Key Takeaways:
- On Sunday, a Scotsman in a kilt and his dog finished an 8,000-kilometer fundraising walk across Canada by striding into an icy breeze atop Cape Spear on the eastern edge of Newfoundland.
- Michael Yellowlees and his Alaskan husky, Luna, began their journey nine months ago in Tofino, British Columbia.
“I’m pretty pumped, but I can’t believe it’s over,” he said as he approached the finish line along the coast, where the temperature was a brisk -2 C. “It’ll take a few days to sink in.”
Yellowlees, from Dunkeld and Birnam in Scotland, set out on the epic journey to raise funds for a conservation group that wants to plant trees in the Scottish Highlands to revitalize the Caledonian Forest.
The 32-year-old Highlander wore a kilt every day of the trip, including snowstorms in the Rockies and cold rain in Newfoundland, and raised more than $60,000 for the Trees for Life charity.
“Once you’re moving, you stay warm enough as long as your core is warm and you’re wearing enough layers,” he explained in an earlier interview. “We’re sticking with it. It’s been all kilt the whole time.”

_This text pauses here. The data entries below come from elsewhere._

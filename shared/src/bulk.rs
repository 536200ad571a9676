//! Bulk-row parsing for batch allocations and airdrops.
//!
//! Two input shapes feed the same validation: comma-separated address and
//! amount lists typed into the owner panel, and spreadsheet rows with
//! `address`/`amount` columns. Either way, every row must pass before a
//! single remote call is issued; a failure here is a local, pre-flight
//! error attached to the offending input.

use thiserror::Error;

use crate::types::BulkRow;
use crate::utils::parse_address;

#[derive(Clone, Debug, Error, PartialEq, Eq)]
pub enum BulkParseError {
    #[error("enter at least one beneficiary row")]
    Empty,
    #[error("addresses and amounts count must match ({addresses} addresses, {amounts} amounts)")]
    CountMismatch { addresses: usize, amounts: usize },
    #[error("invalid address: {0}")]
    InvalidAddress(String),
    #[error("invalid amount: {0}")]
    InvalidAmount(String),
}

/// Validate one beneficiary/amount pair.
///
/// Amounts are whole tokens: they must be finite, strictly positive, and
/// are floored to an integer before submission (the contract expects a
/// whole-token count).
pub fn validate_row(address: &str, amount: f64) -> Result<BulkRow, BulkParseError> {
    let address = parse_address(address)
        .map_err(|_| BulkParseError::InvalidAddress(address.trim().to_string()))?;
    if !amount.is_finite() || amount <= 0.0 || amount >= u64::MAX as f64 {
        return Err(BulkParseError::InvalidAmount(amount.to_string()));
    }
    Ok(BulkRow { address, amount: amount.floor() as u64 })
}

/// Parse the manual owner-panel input: one comma-separated address list and
/// one comma-separated amount list of equal length.
pub fn parse_bulk_text(raw_addresses: &str, raw_amounts: &str) -> Result<Vec<BulkRow>, BulkParseError> {
    let addresses: Vec<&str> = split_csv(raw_addresses);
    let amounts: Vec<&str> = split_csv(raw_amounts);

    if addresses.len() != amounts.len() {
        return Err(BulkParseError::CountMismatch {
            addresses: addresses.len(),
            amounts: amounts.len(),
        });
    }
    if addresses.is_empty() {
        return Err(BulkParseError::Empty);
    }

    addresses
        .into_iter()
        .zip(amounts)
        .map(|(address, amount)| {
            let amount: f64 = amount
                .parse()
                .map_err(|_| BulkParseError::InvalidAmount(amount.to_string()))?;
            validate_row(address, amount)
        })
        .collect()
}

fn split_csv(raw: &str) -> Vec<&str> {
    raw.split(',').map(str::trim).filter(|part| !part.is_empty()).collect()
}

#[cfg(test)]
mod tests {
    use super::*;
    use alloy_primitives::Address;

    const ALICE: &str = "0xaaaaaaaaaaaaaaaaaaaaaaaaaaaaaaaaaaaaaaaa";
    const BOB: &str = "0xbbbbbbbbbbbbbbbbbbbbbbbbbbbbbbbbbbbbbbbb";

    #[test]
    fn parses_matching_lists_in_order() {
        let rows = parse_bulk_text(&format!("{ALICE}, {BOB}"), "100, 250").unwrap();
        assert_eq!(rows.len(), 2);
        assert_eq!(rows[0].address, Address::repeat_byte(0xaa));
        assert_eq!(rows[0].amount, 100);
        assert_eq!(rows[1].address, Address::repeat_byte(0xbb));
        assert_eq!(rows[1].amount, 250);
    }

    #[test]
    fn count_mismatch_is_rejected_before_row_validation() {
        let err = parse_bulk_text(&format!("{ALICE}, {BOB}"), "100").unwrap_err();
        assert_eq!(err, BulkParseError::CountMismatch { addresses: 2, amounts: 1 });
    }

    #[test]
    fn empty_input_is_rejected() {
        assert_eq!(parse_bulk_text("", "").unwrap_err(), BulkParseError::Empty);
        assert_eq!(parse_bulk_text(" , ", ",").unwrap_err(), BulkParseError::Empty);
    }

    #[test]
    fn malformed_address_names_the_offender() {
        let err = parse_bulk_text("0x1234", "100").unwrap_err();
        assert_eq!(err, BulkParseError::InvalidAddress("0x1234".to_string()));
    }

    #[test]
    fn non_positive_and_non_numeric_amounts_are_rejected() {
        assert!(matches!(
            parse_bulk_text(ALICE, "0").unwrap_err(),
            BulkParseError::InvalidAmount(_)
        ));
        assert!(matches!(
            parse_bulk_text(ALICE, "-5").unwrap_err(),
            BulkParseError::InvalidAmount(_)
        ));
        assert!(matches!(
            parse_bulk_text(ALICE, "lots").unwrap_err(),
            BulkParseError::InvalidAmount(_)
        ));
    }

    #[test]
    fn fractional_amounts_floor_to_whole_tokens() {
        let rows = parse_bulk_text(ALICE, "99.9").unwrap();
        assert_eq!(rows[0].amount, 99);
    }

    #[test]
    fn trailing_commas_and_spacing_are_tolerated() {
        let rows = parse_bulk_text(&format!("{ALICE},"), "42,").unwrap();
        assert_eq!(rows.len(), 1);
        assert_eq!(rows[0].amount, 42);
    }
}
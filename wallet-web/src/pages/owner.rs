//! Owner panel gate.
//!
//! The panel is reachable by the vesting contract owner or the airdropper
//! owner; both checks run against the chain, not local state, so a wallet
//! switch re-gates immediately.

use leptos::prelude::*;

use crate::components::{ConnectButton, OwnerDashboard};
use crate::services::gateway;
use crate::state::session::use_session;

#[component]
pub fn OwnerPage() -> impl IntoView {
    let session = use_session();
    // None while permissions are being verified.
    let allowed = RwSignal::new(Some(false));

    Effect::new(move || {
        let Some(account) = session.account() else {
            allowed.set(Some(false));
            return;
        };
        allowed.set(None);
        leptos::task::spawn_local(async move {
            let vesting = gateway::is_owner(account).await;
            let airdrop = gateway::is_airdrop_owner(account).await;
            if session.account_untracked() == Some(account) {
                allowed.set(Some(vesting || airdrop));
            }
        });
    });

    view! {
        <div class="page">
            {move || {
                if session.connecting() {
                    view! { <p class="page-notice">"Connecting wallet..."</p> }.into_any()
                } else if !session.is_connected() {
                    view! {
                        <div class="page-notice">
                            <p>"Please connect your wallet to access the Owner Panel."</p>
                            <ConnectButton/>
                        </div>
                    }
                    .into_any()
                } else {
                    match allowed.get() {
                        None => {
                            view! { <p class="page-notice">"Verifying permissions..."</p> }
                                .into_any()
                        }
                        Some(false) => {
                            view! { <p class="page-notice error-text">"Access denied"</p> }
                                .into_any()
                        }
                        Some(true) => view! { <OwnerDashboard/> }.into_any(),
                    }
                }
            }}
        </div>
    }
}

When asked why he chose to walk across Canada, he explained that he wanted to draw attention to the country’s vast forests, which contrast sharply with the largely treeless Highlands.
During a break on Saturday afternoon, he said, “It’s quite a barren, sad-looking landscape.” “That is not how it should appear. It used to be that the entire country was forested from coast to coast.” He claimed that the pine forests were cleared long ago for shipbuilding and to fuel the expansion of the British Empire. Thousands of Highland Scots also emigrated to Canada during the Highland Clearances, which occurred from 1780 to 1860, and saw farmers evicted to make way for sheep.
Some of those immigrants’ descendants still live in Cape Breton, where the abundance of Gaelic place-names struck Yellowlees.
“The further east I went, the more at home I felt,” he explained. “People would stop their cars, and I’d get in, and they’d speak Gaelic to me. There is common ancestry.”
Yellowlees said his companion Luna, a former sled dog, handled the journey well. “They’re bred to travel long distances. For a dog like Luna, the distance we travel each day is insignificant. She’s been fantastic.”